The next band was a heavy metal outfit called Only The Good. If only. But I have jumped to an apparent judgement before really expanding. The guys and one gal bass player in this band exemplify all that is phenomenal in live music on this planet and in this one genuine den of good gigs: these jobbing musicians with their full array of full-time day occupations and then other time of dedicated bedroom/garage/lock-up and/or any other space for practising/playing their music are the epitome of what makes live music so essential and exhilarating – whatever the quality [we’re not including crap here] – because it’s about desire and pleasure and commitment and fantasy and above all a love for the music they play and then the varying degrees of expertise that come with this. Now, this group had a pair of guitar shredders that had plenty of virtuoso expertise with occasional Wishbone Ash type dual interludes. Wonderful. And I should leave it there, but I do intend to be totally honest. They also had a distinctive appearance [and this is where I’m expanding I think on the terms irony and industry within the musical sphere] and because the lead singer and one of his guitar companions were Penn and Tellar doppelgangers they did preoccupy my interest beyond the playing. Indeed, the guitarist who looked like Penn could also double for a geek version of early ponytailed Burton Cummings. I know this sounds irrelevant, perhaps a little rude, but I’m talking about image and presentation too and there are times when no matter how good the music is, these other peripherals, and essentially lesser aspects, actually take on a huge significance for the music ‘industry’ and the potential for ‘success’ within it. To be blunt, this band’s sound heavy metal credentials were dented by the lead singer’s voice rather than the image ‘issue’. Full of enthusiasm, energy and joy, it just didn’t cut the heavy metal mustard. But the band didn’t seem to care and their clear collective love of playing is all that ultimately matters.

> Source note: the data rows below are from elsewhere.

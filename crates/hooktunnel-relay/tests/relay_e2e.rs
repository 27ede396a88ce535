//! End-to-end relay tests over real sockets
//!
//! A hand-driven WebSocket client plays the agent so the tests can inspect
//! exactly what the relay puts on the wire.

use futures_util::{SinkExt, StreamExt};
use hooktunnel_auth::generate_token;
use hooktunnel_proto::{Frame, ProxyResponse, CLOSE_MANUAL, CLOSE_SUPERSEDED};
use hooktunnel_relay::{RelayConfig, RelayServer};
use std::net::SocketAddr;
use std::time::Duration;
use tokio::net::{TcpListener, TcpStream};
use tokio_tungstenite::tungstenite::client::IntoClientRequest;
use tokio_tungstenite::tungstenite::http::HeaderValue;
use tokio_tungstenite::tungstenite::protocol::frame::coding::CloseCode;
use tokio_tungstenite::tungstenite::Message;
use tokio_tungstenite::{MaybeTlsStream, WebSocketStream};

type AgentSocket = WebSocketStream<MaybeTlsStream<TcpStream>>;

const SECRET: &str = "e2e-secret";

async fn start_relay(config: RelayConfig) -> SocketAddr {
    let listener = TcpListener::bind("127.0.0.1:0").await.unwrap();
    let addr = listener.local_addr().unwrap();
    let server = RelayServer::new(config);
    tokio::spawn(async move {
        server.serve(listener).await.unwrap();
    });
    addr
}

async fn connect_agent(addr: SocketAddr, tunnel_id: &str, token: &str) -> AgentSocket {
    let mut request = format!("ws://{}/connect/{}", addr, tunnel_id)
        .into_client_request()
        .unwrap();
    request.headers_mut().insert(
        "Sec-WebSocket-Protocol",
        HeaderValue::from_str(&format!("webhooks-proxy-tunnel, {}", token)).unwrap(),
    );

    let (socket, response) = tokio_tungstenite::connect_async(request).await.unwrap();
    assert_eq!(
        response.headers().get("sec-websocket-protocol").unwrap(),
        "webhooks-proxy-tunnel"
    );
    socket
}

/// Wait until the relay reports the tunnel as connected
async fn wait_connected(addr: SocketAddr, tunnel_id: &str) {
    for _ in 0..50 {
        let stats: serde_json::Value = reqwest::get(format!("http://{}/stats/{}", addr, tunnel_id))
            .await
            .unwrap()
            .json()
            .await
            .unwrap();
        if stats["isConnected"] == true {
            return;
        }
        tokio::time::sleep(Duration::from_millis(20)).await;
    }
    panic!("Agent never attached");
}

async fn next_close_code(socket: &mut AgentSocket) -> u16 {
    while let Some(message) = socket.next().await {
        match message {
            Ok(Message::Close(Some(frame))) => return u16::from(frame.code),
            Ok(_) => continue,
            Err(e) => panic!("Socket error before close frame: {}", e),
        }
    }
    panic!("Socket ended without close frame");
}

#[tokio::test]
async fn test_request_round_trip_through_agent() {
    let addr = start_relay(RelayConfig::default().with_secret(SECRET)).await;
    let tunnel_id = "6f9619ff-8b86-d011-b42d-00c04fc964ff";
    let mut agent = connect_agent(addr, tunnel_id, &generate_token(tunnel_id, SECRET)).await;
    wait_connected(addr, tunnel_id).await;

    let agent_task = tokio::spawn(async move {
        let text = match agent.next().await {
            Some(Ok(Message::Text(text))) => text,
            other => panic!("Expected request frame, got {:?}", other),
        };
        let request = match Frame::decode(&text).unwrap() {
            Frame::Request { request } => request,
            other => panic!("Expected request frame, got {:?}", other),
        };

        assert_eq!(request.method, "POST");
        assert!(request
            .url
            .ends_with(&format!("/proxy/{}/hooks/github?delivery=1", tunnel_id)));
        assert_eq!(request.body.as_deref(), Some(&b"{\"ping\":true}"[..]));

        let response = ProxyResponse::text(202, "Accepted", "queued")
            .with_header("x-agent", "yes")
            .with_header("transfer-encoding", "chunked");
        agent
            .send(Message::Text(Frame::response(response).encode()))
            .await
            .unwrap();
        agent
    });

    let client = reqwest::Client::new();
    let response = client
        .post(format!(
            "http://{}/proxy/{}/hooks/github?delivery=1",
            addr, tunnel_id
        ))
        .header("content-type", "application/json")
        .body("{\"ping\":true}")
        .send()
        .await
        .unwrap();

    assert_eq!(response.status().as_u16(), 202);
    assert_eq!(response.headers().get("x-agent").unwrap(), "yes");
    assert_eq!(response.text().await.unwrap(), "queued");
    let _agent = agent_task.await.unwrap();

    let stats: serde_json::Value = reqwest::get(format!("http://{}/stats/{}", addr, tunnel_id))
        .await
        .unwrap()
        .json()
        .await
        .unwrap();
    assert_eq!(stats["isConnected"], true);
    assert_eq!(stats["requestCount"], 1);

    let listing: serde_json::Value = reqwest::get(format!("http://{}/stats", addr))
        .await
        .unwrap()
        .json()
        .await
        .unwrap();
    assert_eq!(
        listing,
        serde_json::json!([{"tunnelId": tunnel_id, "isConnected": true, "requestCount": 1}])
    );
}

#[tokio::test]
async fn test_agent_with_bad_token_is_refused() {
    let addr = start_relay(RelayConfig::default().with_secret(SECRET)).await;
    let tunnel_id = "6f9619ff-8b86-d011-b42d-00c04fc964ff";

    let mut request = format!("ws://{}/connect/{}", addr, tunnel_id)
        .into_client_request()
        .unwrap();
    request.headers_mut().insert(
        "Sec-WebSocket-Protocol",
        HeaderValue::from_static("webhooks-proxy-tunnel, no-secret"),
    );

    assert!(tokio_tungstenite::connect_async(request).await.is_err());
}

#[tokio::test]
async fn test_second_agent_supersedes_first() {
    let addr = start_relay(RelayConfig::default()).await;
    let tunnel_id = "00000000-0000-0000-0000-0000000000aa";

    let mut first = connect_agent(addr, tunnel_id, "no-secret").await;
    wait_connected(addr, tunnel_id).await;
    let mut second = connect_agent(addr, tunnel_id, "no-secret").await;

    assert_eq!(next_close_code(&mut first).await, CLOSE_SUPERSEDED);

    let body = reqwest::get(format!("http://{}/close/{}", addr, tunnel_id))
        .await
        .unwrap()
        .text()
        .await
        .unwrap();
    assert_eq!(body, "Closed connection");
    assert_eq!(next_close_code(&mut second).await, CLOSE_MANUAL);

    let response = reqwest::get(format!("http://{}/proxy/{}/", addr, tunnel_id))
        .await
        .unwrap();
    assert_eq!(response.status().as_u16(), 502);
}

#[tokio::test]
async fn test_agent_disconnect_fails_waiting_caller() {
    let addr = start_relay(RelayConfig::default()).await;
    let tunnel_id = "00000000-0000-0000-0000-0000000000bb";
    let mut agent = connect_agent(addr, tunnel_id, "no-secret").await;
    wait_connected(addr, tunnel_id).await;

    let caller = tokio::spawn(async move {
        reqwest::get(format!("http://{}/proxy/{}/slow", addr, tunnel_id))
            .await
            .unwrap()
            .status()
            .as_u16()
    });

    // Take the request, then hang up without answering
    assert!(matches!(agent.next().await, Some(Ok(Message::Text(_)))));
    agent
        .close(Some(tokio_tungstenite::tungstenite::protocol::CloseFrame {
            code: CloseCode::Normal,
            reason: "bye".into(),
        }))
        .await
        .unwrap();

    assert_eq!(caller.await.unwrap(), 502);
}

#[tokio::test]
async fn test_unanswered_request_times_out() {
    let addr = start_relay(
        RelayConfig::default().with_response_timeout(Duration::from_millis(200)),
    )
    .await;
    let tunnel_id = "00000000-0000-0000-0000-0000000000cc";
    let mut agent = connect_agent(addr, tunnel_id, "no-secret").await;
    wait_connected(addr, tunnel_id).await;

    let response = reqwest::get(format!("http://{}/proxy/{}/", addr, tunnel_id))
        .await
        .unwrap();
    assert_eq!(response.status().as_u16(), 504);
    assert_eq!(
        response.text().await.unwrap(),
        "waiting for response from the tunnel client timed out"
    );

    // The connection survives the timeout
    assert!(matches!(agent.next().await, Some(Ok(Message::Text(_)))));
    let stats: serde_json::Value = reqwest::get(format!("http://{}/stats/{}", addr, tunnel_id))
        .await
        .unwrap()
        .json()
        .await
        .unwrap();
    assert_eq!(stats["isConnected"], true);
}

And then there’s Against The Wheel, and I can see myself writing less about the best band on the night, by a mile. As I’ve said before, they are a kick-ass hard rock band and last night’s performance was both tight and hugely entertaining. You could see the guys enjoyed themselves and there was a palpable sense [largely a consequence of the thumping decibel levels!] that there was for this ‘jobbing’ band all that commitment, desire, love, joy and expertise – and everything else – coalescing in a perfection that makes such small gig performances the genuine phenomena they are. And the other phenomenon is that this band, again as I have mentioned before, would not be amiss in getting airplay on any rock radio station [e.g. Planet Rock] and holding their own with the other rock ‘industry’ luminaries. They have both the sound and the image to be a ‘success’, and within their local gig world, which is vibrant and expanding all the time for them, they are successful, but they will find it hard to succeed further in a market saturated in equal yin yang measure by more marketable but less assured bands, and – because I want to celebrate the wealth of such bands – other talented musicians. So are you getting the point about the irony of the Bowen situation?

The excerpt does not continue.